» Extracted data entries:
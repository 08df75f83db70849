// SPDX-License-Identifier: PolyForm-Noncommercial-1.0.0
// Copyright (c) 2025 Sylvex. All rights reserved.

//! # Custom Test Assertions
//!
//! Domain-specific assertion helpers with informative failure messages.

use std::time::Duration;

use coilbus_rtu::error::ProtocolError;
use coilbus_rtu::{HealthEvent, HealthTransition, MonitorHandle, RtuError};

use super::mocks::RequestRecord;

// =============================================================================
// Error Assertions
// =============================================================================

/// Assertion extensions for [`RtuError`].
pub trait RtuErrorAssertions {
    /// Assert a Modbus exception with the given exception code.
    fn assert_exception(&self, code: u8);

    /// Assert the error category (`link`, `protocol`, ...).
    fn assert_category(&self, category: &str);
}

impl RtuErrorAssertions for RtuError {
    fn assert_exception(&self, code: u8) {
        match self {
            RtuError::Protocol(ProtocolError::ExceptionResponse { exception_code, .. }) => {
                assert_eq!(
                    *exception_code, code,
                    "Expected exception code {}, got {}",
                    code, exception_code
                );
            }
            other => panic!("Expected exception response {}, got {:?}", code, other),
        }
    }

    fn assert_category(&self, category: &str) {
        assert_eq!(
            self.category(),
            category,
            "Expected a {} error, got {:?}",
            category,
            self
        );
    }
}

// =============================================================================
// Request Log Assertions
// =============================================================================

/// Assertion extensions for the simulated request log.
pub trait RequestLogAssertions {
    /// Assert the log is exactly `addresses` crossed with `speeds`,
    /// address-major.
    fn assert_address_major(&self, addresses: impl IntoIterator<Item = u8>, speeds: &[u32]);
}

impl RequestLogAssertions for [RequestRecord] {
    fn assert_address_major(&self, addresses: impl IntoIterator<Item = u8>, speeds: &[u32]) {
        let expected: Vec<(u8, u32)> = addresses
            .into_iter()
            .flat_map(|address| speeds.iter().map(move |&speed| (address, speed)))
            .collect();
        let actual: Vec<(u8, u32)> = self.iter().map(|r| (r.address, r.baud_rate)).collect();
        assert_eq!(
            actual.len(),
            expected.len(),
            "Expected {} probes, got {}",
            expected.len(),
            actual.len()
        );
        for (i, (a, e)) in actual.iter().zip(&expected).enumerate() {
            assert_eq!(a, e, "Probe {} out of order", i);
        }
    }
}

// =============================================================================
// Result Assertions
// =============================================================================

/// Assertion helper for Results.
pub trait ResultAssertions<T, E> {
    /// Assert that the result is Ok and return the value.
    fn assert_ok(self) -> T;

    /// Assert that the result is Err.
    fn assert_err(self) -> E;
}

impl<T: std::fmt::Debug, E: std::fmt::Debug> ResultAssertions<T, E> for Result<T, E> {
    fn assert_ok(self) -> T {
        match self {
            Ok(v) => v,
            Err(e) => panic!("Expected Ok, but got Err: {:?}", e),
        }
    }

    fn assert_err(self) -> E {
        match self {
            Ok(v) => panic!("Expected Err, but got Ok: {:?}", v),
            Err(e) => e,
        }
    }
}

// =============================================================================
// Async Assertion Helpers
// =============================================================================

/// Waits for the next health transition, panicking after `timeout`.
pub async fn expect_event(handle: &mut MonitorHandle, timeout: Duration) -> HealthTransition {
    match tokio::time::timeout(timeout, handle.next_event()).await {
        Ok(Some(transition)) => transition,
        Ok(None) => panic!("Monitor stopped before the next event"),
        Err(_) => panic!("No health event within {:?}", timeout),
    }
}

/// Asserts that no transition arrives within `window`.
pub async fn expect_no_event(handle: &mut MonitorHandle, window: Duration) {
    if let Ok(Some(transition)) = tokio::time::timeout(window, handle.next_event()).await {
        panic!("Unexpected health event {}", transition.event);
    }
}

/// Waits for the next transition and asserts it is `expected`.
pub async fn expect_event_eq(handle: &mut MonitorHandle, expected: HealthEvent, timeout: Duration) {
    let transition = expect_event(handle, timeout).await;
    assert_eq!(transition.event, expected);
}

/// Wait for a condition to become true within a timeout.
pub async fn wait_for<F>(timeout: Duration, interval: Duration, mut condition: F) -> bool
where
    F: FnMut() -> bool,
{
    let deadline = tokio::time::Instant::now() + timeout;
    while tokio::time::Instant::now() < deadline {
        if condition() {
            return true;
        }
        tokio::time::sleep(interval).await;
    }
    false
}

// =============================================================================
// Macro Assertions
// =============================================================================

/// Assert that an async operation completes within a timeout.
#[macro_export]
macro_rules! assert_completes_within {
    ($timeout:expr, $future:expr) => {{
        match tokio::time::timeout($timeout, $future).await {
            Ok(result) => result,
            Err(_) => panic!("Operation did not complete within {:?}", $timeout),
        }
    }};
}
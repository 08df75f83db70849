// SPDX-License-Identifier: PolyForm-Noncommercial-1.0.0
// Copyright (c) 2025 Sylvex. All rights reserved.

//! Register map of the controller.
//!
//! | Register | Content                          |
//! |----------|----------------------------------|
//! | 1, 2     | coil count of channel 1, 2       |
//! | 3        | Modbus line speed code           |
//! | 6        | Modbus device address            |
//! | 10, 11   | CAN speed code, CAN node address |
//!
//! Channel 1 coils start at coil 0, channel 2 coils at coil 32.

use std::fmt;
use std::str::FromStr;

use serde::{Deserialize, Serialize};

use crate::error::ConfigurationError;

/// Channel coil counts (two registers).
pub const REG_CHANNELS: u16 = 1;
/// Modbus line speed code.
pub const REG_MODBUS_SPEED: u16 = 3;
/// Modbus device address.
pub const REG_MODBUS_ADDRESS: u16 = 6;
/// CAN speed code and CAN address (two registers).
pub const REG_CAN_PARAMS: u16 = 10;

/// First coil of channel 1.
pub const COIL_CHANNEL1_START: u16 = 0;
/// First coil of channel 2.
pub const COIL_CHANNEL2_START: u16 = 32;

/// Lowest CAN node address.
pub const MIN_CAN_ADDRESS: u16 = 1;
/// Highest CAN node address.
pub const MAX_CAN_ADDRESS: u16 = 127;

// =============================================================================
// ModbusSpeed
// =============================================================================

/// Modbus line speed as stored in register 3.
#[derive(Debug, Clone, Copy, PartialEq, Eq, Hash, PartialOrd, Ord, Serialize, Deserialize)]
#[serde(try_from = "u32", into = "u32")]
pub enum ModbusSpeed {
    /// 2400 baud (code 0).
    B2400,
    /// 4800 baud (code 1).
    B4800,
    /// 9600 baud (code 2).
    B9600,
    /// 19200 baud (code 3).
    B19200,
    /// 38400 baud (code 4).
    B38400,
    /// 57600 baud (code 5).
    B57600,
    /// 115200 baud (code 6).
    B115200,
}

impl ModbusSpeed {
    /// All speeds in code order.
    pub const ALL: [ModbusSpeed; 7] = [
        Self::B2400,
        Self::B4800,
        Self::B9600,
        Self::B19200,
        Self::B38400,
        Self::B57600,
        Self::B115200,
    ];

    /// Decodes a register value.
    pub fn from_code(code: u16) -> Option<Self> {
        Self::ALL.get(code as usize).copied()
    }

    /// Register value.
    pub fn code(&self) -> u16 {
        *self as u16
    }

    /// Line speed in baud.
    pub fn baud_rate(&self) -> u32 {
        match self {
            Self::B2400 => 2400,
            Self::B4800 => 4800,
            Self::B9600 => 9600,
            Self::B19200 => 19200,
            Self::B38400 => 38400,
            Self::B57600 => 57600,
            Self::B115200 => 115200,
        }
    }

    /// Looks up a speed by baud rate.
    pub fn from_baud_rate(baud_rate: u32) -> Option<Self> {
        Self::ALL.into_iter().find(|s| s.baud_rate() == baud_rate)
    }
}

impl TryFrom<u32> for ModbusSpeed {
    type Error = ConfigurationError;

    fn try_from(baud_rate: u32) -> Result<Self, Self::Error> {
        Self::from_baud_rate(baud_rate).ok_or(ConfigurationError::InvalidBaudRate { baud_rate })
    }
}

impl From<ModbusSpeed> for u32 {
    fn from(speed: ModbusSpeed) -> Self {
        speed.baud_rate()
    }
}

impl fmt::Display for ModbusSpeed {
    fn fmt(&self, f: &mut fmt::Formatter<'_>) -> fmt::Result {
        write!(f, "{}", self.baud_rate())
    }
}

// =============================================================================
// CanSpeed
// =============================================================================

/// CAN bus speed as stored in register 10.
#[derive(Debug, Clone, Copy, PartialEq, Eq, Hash, PartialOrd, Ord, Serialize, Deserialize)]
#[serde(try_from = "String", into = "String")]
pub enum CanSpeed {
    /// 10 kbit/s (code 0).
    K10,
    /// 20 kbit/s (code 1).
    K20,
    /// 50 kbit/s (code 2).
    K50,
    /// 125 kbit/s (code 3).
    K125,
    /// 250 kbit/s (code 4).
    K250,
    /// 500 kbit/s (code 5).
    K500,
    /// 800 kbit/s (code 6).
    K800,
    /// 1000 kbit/s (code 7).
    K1000,
}

impl CanSpeed {
    /// All speeds in code order.
    pub const ALL: [CanSpeed; 8] = [
        Self::K10,
        Self::K20,
        Self::K50,
        Self::K125,
        Self::K250,
        Self::K500,
        Self::K800,
        Self::K1000,
    ];

    /// Decodes a register value.
    pub fn from_code(code: u16) -> Option<Self> {
        Self::ALL.get(code as usize).copied()
    }

    /// Register value.
    pub fn code(&self) -> u16 {
        *self as u16
    }

    /// Bit rate in kbit/s.
    pub fn kbps(&self) -> u32 {
        match self {
            Self::K10 => 10,
            Self::K20 => 20,
            Self::K50 => 50,
            Self::K125 => 125,
            Self::K250 => 250,
            Self::K500 => 500,
            Self::K800 => 800,
            Self::K1000 => 1000,
        }
    }
}

impl fmt::Display for CanSpeed {
    fn fmt(&self, f: &mut fmt::Formatter<'_>) -> fmt::Result {
        write!(f, "{}K", self.kbps())
    }
}

impl FromStr for CanSpeed {
    type Err = ConfigurationError;

    /// Accepts `125K`, `125k` or `125`.
    fn from_str(s: &str) -> Result<Self, Self::Err> {
        let digits = s.trim().trim_end_matches(['K', 'k']);
        let invalid = || ConfigurationError::InvalidSpeedCode {
            kind: "CAN",
            code: u16::MAX,
        };
        let kbps: u32 = digits.parse().map_err(|_| invalid())?;
        Self::ALL
            .into_iter()
            .find(|c| c.kbps() == kbps)
            .ok_or_else(invalid)
    }
}

impl TryFrom<String> for CanSpeed {
    type Error = ConfigurationError;

    fn try_from(s: String) -> Result<Self, Self::Error> {
        s.parse()
    }
}

impl From<CanSpeed> for String {
    fn from(speed: CanSpeed) -> Self {
        speed.to_string()
    }
}

// =============================================================================
// Tests
// =============================================================================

» TASK TO CARRY OUT:
Please tally the lines above that include the word "tokio" and answer with the number by itself.

» EXPECTED ANSWER:
6